博卡病毒能夠感染人、犬、貓、豬、牛和大猩猩等多種哺乳動物，感染宿主較為廣泛。人博卡病毒的感染與呼吸道癥狀相關，在2016—2018年廣州地區急性呼吸道感染（acute respiratory tract infection,ARTIs）兒童中的調查發現，博卡病毒的總檢出率為4.24%，而≤2歲患兒感染率為86.98%，表明了博卡病毒是誘發部分嬰幼兒喘息性疾病的重要病原體[14]。2014—2015年黑龍江牡丹江地區腹瀉犬糞便樣品中CBoV的陽性率高達20%，推測犬博卡病毒可能與犬病毒性腹瀉相關[15]，然而也有學者從健康犬中檢測到CBoV的存在[8]，因此對于犬博卡病毒的流行情況與治病情況還有待于進一步研究。
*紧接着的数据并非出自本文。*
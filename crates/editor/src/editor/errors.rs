//! Error types for the editor module.
//!
//! Uses thiserror for derive and miette for structured diagnostics.

use mission_core::{CatalogError, MissionError};

/// Errors that can occur in the editor.
#[derive(thiserror::Error, Debug, miette::Diagnostic)]
pub enum EditorError {
    /// Loading, saving or editing the mission failed.
    #[error(transparent)]
    #[diagnostic(transparent)]
    Mission(#[from] MissionError),

    /// A catalog file could not be read.
    #[error(transparent)]
    #[diagnostic(transparent)]
    Catalog(#[from] CatalogError),

    /// File I/O operation failed.
    #[error("File operation failed: {0}")]
    #[diagnostic(code(editor::io_error))]
    IoError(#[from] std::io::Error),

    /// Editor config is not valid TOML.
    #[error("Config error: {0}")]
    #[diagnostic(code(editor::config_error))]
    ConfigError(#[from] toml::de::Error),
}
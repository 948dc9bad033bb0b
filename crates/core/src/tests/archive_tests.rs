use super::*;

fn write_sample(storage: &dyn Storage, path: &Path) {
    let mut writer = ArchiveWriter::create(storage, path).expect("create archive");
    writer
        .write_member(OBJECTS_MEMBER, b"<mission location=\"a\"/>")
        .expect("write objects");
    writer
        .write_member(SCRIPT_MEMBER, b"print('hi')")
        .expect("write script");
    writer.close().expect("close archive");
}

#[test]
fn memory_archive_roundtrip() {
    let storage = MemoryStorage::new();
    let path = Path::new("m.zip");
    write_sample(&storage, path);

    let mut reader = ArchiveReader::open(&storage, path).expect("open archive");
    assert_eq!(
        reader.member_names(),
        vec![OBJECTS_MEMBER.to_string(), SCRIPT_MEMBER.to_string()]
    );
    assert_eq!(
        reader.read_member(SCRIPT_MEMBER).expect("script member"),
        b"print('hi')".to_vec()
    );
}

#[test]
fn missing_member_is_typed() {
    let storage = MemoryStorage::new();
    let path = Path::new("m.zip");
    let mut writer = ArchiveWriter::create(&storage, path).expect("create archive");
    writer
        .write_member(OBJECTS_MEMBER, b"<mission location=\"a\"/>")
        .expect("write objects");
    writer.close().expect("close archive");

    let mut reader = ArchiveReader::open(&storage, path).expect("open archive");
    assert!(reader.try_read_member(SCRIPT_MEMBER).expect("lookup").is_none());
    let err = reader.read_member(SCRIPT_MEMBER).expect_err("member is absent");
    assert!(matches!(err, MissionError::MemberMissing { ref name } if name == SCRIPT_MEMBER));
}

#[test]
fn open_reports_not_found_and_corrupt() {
    let storage = MemoryStorage::new();
    let err = ArchiveReader::open(&storage, Path::new("absent.zip"))
        .err()
        .expect("absent file must fail");
    assert!(err.is_not_found());

    storage.insert("junk.zip", b"definitely not a zip".to_vec());
    let err = ArchiveReader::open(&storage, Path::new("junk.zip"))
        .err()
        .expect("junk must fail");
    assert!(matches!(
        err,
        MissionError::ArchiveOpenFailed {
            reason: ArchiveOpenReason::CorruptArchive,
            ..
        }
    ));
}

#[test]
fn dropped_writer_discards_partial_archive() {
    let storage = MemoryStorage::new();
    let path = Path::new("m.zip");
    write_sample(&storage, path);
    let before = storage.get(path).expect("first archive");

    {
        let mut writer = ArchiveWriter::create(&storage, path).expect("create archive");
        writer
            .write_member(OBJECTS_MEMBER, b"<half")
            .expect("write objects");
    }

    assert_eq!(storage.get(path), Some(before));
}

#[test]
fn fs_storage_replaces_target_on_close() {
    let dir = tempfile::tempdir().expect("tempdir");
    let path = dir.path().join("mission.zip");
    std::fs::write(&path, b"old contents").expect("seed file");

    write_sample(&FsStorage, &path);

    let mut reader = ArchiveReader::open(&FsStorage, &path).expect("open archive");
    assert_eq!(
        reader.read_member(OBJECTS_MEMBER).expect("objects"),
        b"<mission location=\"a\"/>".to_vec()
    );
    let leftovers = std::fs::read_dir(dir.path()).expect("read dir").count();
    assert_eq!(leftovers, 1, "temporary file must be renamed, not left behind");
}

#[test]
fn fs_storage_keeps_old_file_when_writer_is_dropped() {
    let dir = tempfile::tempdir().expect("tempdir");
    let path = dir.path().join("mission.zip");
    std::fs::write(&path, b"old contents").expect("seed file");

    {
        let mut writer = ArchiveWriter::create(&FsStorage, &path).expect("create archive");
        writer
            .write_member(OBJECTS_MEMBER, b"partial")
            .expect("write objects");
    }

    assert_eq!(std::fs::read(&path).expect("read"), b"old contents".to_vec());
}
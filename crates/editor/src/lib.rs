mod config;
pub mod editor;

pub use config::{EditorConfig, ResolvedConfig};
pub use editor::{EditorError, MissionEditor};
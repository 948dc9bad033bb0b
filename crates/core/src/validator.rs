//! Debounced script validation.
//!
//! Every text change re-arms a single deadline. Only when no change has
//! happened for the configured delay does a validation run, so a burst of
//! keystrokes costs one compile. Results are tagged with the document revision
//! they were computed for and are dropped if the text has moved on since.

use std::time::{Duration, Instant};

use tracing::debug;

use crate::compiler::{validate, Diagnostic, ScriptCompiler};

pub const DEFAULT_VALIDATION_DELAY: Duration = Duration::from_millis(1000);

/// Permission to run one validation for a given document revision.
#[derive(Clone, Copy, Debug, PartialEq, Eq)]
pub struct ValidationTicket {
    pub revision: u64,
}

#[derive(Clone, Copy, Debug)]
struct Pending {
    deadline: Instant,
    revision: u64,
}

#[derive(Clone, Debug)]
pub struct ScriptValidator {
    delay: Duration,
    pending: Option<Pending>,
    diagnostic: Diagnostic,
    diagnostic_revision: Option<u64>,
}

impl Default for ScriptValidator {
    fn default() -> Self {
        Self::new(DEFAULT_VALIDATION_DELAY)
    }
}

impl ScriptValidator {
    pub fn new(delay: Duration) -> Self {
        Self {
            delay,
            pending: None,
            diagnostic: Diagnostic::clean(),
            diagnostic_revision: None,
        }
    }

    pub fn delay(&self) -> Duration {
        self.delay
    }

    /// Last applied diagnostic. It stays in place while newer edits are pending.
    pub fn diagnostic(&self) -> &Diagnostic {
        &self.diagnostic
    }

    /// Revision the current diagnostic was computed for.
    pub fn diagnostic_revision(&self) -> Option<u64> {
        self.diagnostic_revision
    }

    pub fn is_pending(&self) -> bool {
        self.pending.is_some()
    }

    pub fn deadline(&self) -> Option<Instant> {
        self.pending.map(|pending| pending.deadline)
    }

    /// Re-arms the timer, replacing any run that has not fired yet.
    pub fn text_changed(&mut self, revision: u64, now: Instant) {
        self.pending = Some(Pending {
            deadline: now + self.delay,
            revision,
        });
    }

    /// Drops a pending run and clears the diagnostic.
    pub fn reset(&mut self) {
        self.pending = None;
        self.diagnostic = Diagnostic::clean();
        self.diagnostic_revision = None;
    }

    /// Hands out the pending run once its deadline has passed.
    pub fn take_due(&mut self, now: Instant) -> Option<ValidationTicket> {
        match self.pending {
            Some(pending) if now >= pending.deadline => {
                self.pending = None;
                Some(ValidationTicket {
                    revision: pending.revision,
                })
            }
            _ => None,
        }
    }

    /// Applies a finished run. Returns false when the result is stale.
    pub fn complete(
        &mut self,
        ticket: ValidationTicket,
        diagnostic: Diagnostic,
        current_revision: u64,
    ) -> bool {
        if ticket.revision != current_revision {
            debug!(
                ticket = ticket.revision,
                current = current_revision,
                "discarding stale validation"
            );
            return false;
        }
        self.diagnostic = diagnostic;
        self.diagnostic_revision = Some(ticket.revision);
        true
    }

    /// Runs a due validation synchronously. Returns true if the diagnostic was replaced.
    pub fn poll(
        &mut self,
        now: Instant,
        current_revision: u64,
        source: &str,
        compiler: &dyn ScriptCompiler,
    ) -> bool {
        let Some(ticket) = self.take_due(now) else {
            return false;
        };
        let diagnostic = validate(compiler, source);
        self.complete(ticket, diagnostic, current_revision)
    }

    /// Validates immediately, cancelling any pending run.
    pub fn validate_now(&mut self, revision: u64, source: &str, compiler: &dyn ScriptCompiler) {
        self.pending = None;
        let diagnostic = validate(compiler, source);
        self.complete(ValidationTicket { revision }, diagnostic, revision);
    }
}

#[cfg(test)]
#[path = "tests/validator_tests.rs"]
mod tests;
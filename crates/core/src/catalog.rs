//! Location and object-type catalogs.
//!
//! The core only consumes catalog ids: a location id picked for a new mission,
//! and type ids offered for placement. Unknown type ids found in a mission file
//! are kept verbatim.

use std::path::{Path, PathBuf};

use miette::Diagnostic;
use serde::{Deserialize, Serialize};
use thiserror::Error;

#[derive(Debug, Clone, PartialEq, Eq, Serialize, Deserialize)]
pub struct LocationEntry {
    pub id: String,
    /// Human readable name shown in pickers.
    pub name: String,
}

#[derive(Debug, Clone, PartialEq, Eq, Serialize, Deserialize)]
pub struct ObjectEntry {
    pub id: String,
    #[serde(default)]
    pub group: String,
}

pub trait LocationCatalog {
    fn locations(&self) -> Vec<LocationEntry>;
}

pub trait ObjectCatalog {
    fn object_types(&self) -> Vec<ObjectEntry>;
}

/// Catalog read from a TOML file:
///
/// ```toml
/// [[location]]
/// id = "ocean01"
/// name = "Ocean"
///
/// [[object]]
/// id = "f14d"
/// group = "aircraft"
/// ```
#[derive(Debug, Clone, Default, PartialEq, Serialize, Deserialize)]
pub struct TomlCatalog {
    #[serde(default, rename = "location")]
    pub locations: Vec<LocationEntry>,
    #[serde(default, rename = "object")]
    pub objects: Vec<ObjectEntry>,
}

#[derive(Debug, Error, Diagnostic)]
pub enum CatalogError {
    #[error("catalog file not found at {}", .0.display())]
    #[diagnostic(code(catalog::not_found))]
    NotFound(PathBuf),

    #[error("failed to parse catalog: {0}")]
    #[diagnostic(code(catalog::parse_error))]
    ParseError(#[from] toml::de::Error),

    #[error("io error: {0}")]
    #[diagnostic(code(catalog::io_error))]
    IoError(#[from] std::io::Error),
}

impl TomlCatalog {
    pub fn load(path: &Path) -> Result<Self, CatalogError> {
        if !path.exists() {
            return Err(CatalogError::NotFound(path.to_path_buf()));
        }
        let content = std::fs::read_to_string(path)?;
        Self::from_toml_str(&content)
    }

    pub fn from_toml_str(content: &str) -> Result<Self, CatalogError> {
        Ok(toml::from_str(content)?)
    }

    /// Merges another catalog's entries after this one's.
    pub fn extend(&mut self, other: TomlCatalog) {
        self.locations.extend(other.locations);
        self.objects.extend(other.objects);
    }
}

impl LocationCatalog for TomlCatalog {
    fn locations(&self) -> Vec<LocationEntry> {
        self.locations.clone()
    }
}

impl ObjectCatalog for TomlCatalog {
    fn object_types(&self) -> Vec<ObjectEntry> {
        self.objects.clone()
    }
}

/// Picker label, e.g. `Ocean [ocean01]`.
pub fn location_label(entry: &LocationEntry) -> String {
    format!("{} [{}]", entry.name, entry.id)
}

/// Maps a label produced by [`location_label`] back to its location id.
pub fn resolve_location_label<'a>(entries: &'a [LocationEntry], label: &str) -> Option<&'a str> {
    entries
        .iter()
        .find(|entry| location_label(entry) == label)
        .map(|entry| entry.id.as_str())
}

/// Object types arranged the way the placement list shows them.
#[derive(Debug, Clone, Default, PartialEq, Eq)]
pub struct ObjectGroups {
    /// Types without a group, listed at the top level.
    pub ungrouped: Vec<String>,
    /// Groups in order of first appearance.
    pub groups: Vec<(String, Vec<String>)>,
}

pub fn group_object_types(entries: &[ObjectEntry]) -> ObjectGroups {
    let mut grouped = ObjectGroups::default();
    for entry in entries {
        if entry.group.is_empty() {
            grouped.ungrouped.push(entry.id.clone());
            continue;
        }
        match grouped
            .groups
            .iter_mut()
            .find(|(name, _)| *name == entry.group)
        {
            Some((_, ids)) => ids.push(entry.id.clone()),
            None => grouped
                .groups
                .push((entry.group.clone(), vec![entry.id.clone()])),
        }
    }
    grouped
}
我們在上海地區犬糞便樣本中檢測到CBoV，通過基因組比對分析發現檢測出的CBoV屬于CBoV2，與其他亞洲分離株親緣關系較近，處于同一個分支。CBoV的流行病學調查和基因組特征分析有助于監測CBoV在犬中的流行情況，評估對于犬健康的潛在威脅，為CBoV的致病性研究及潛在的傳染病預警和防控提供科學依據和理論參考。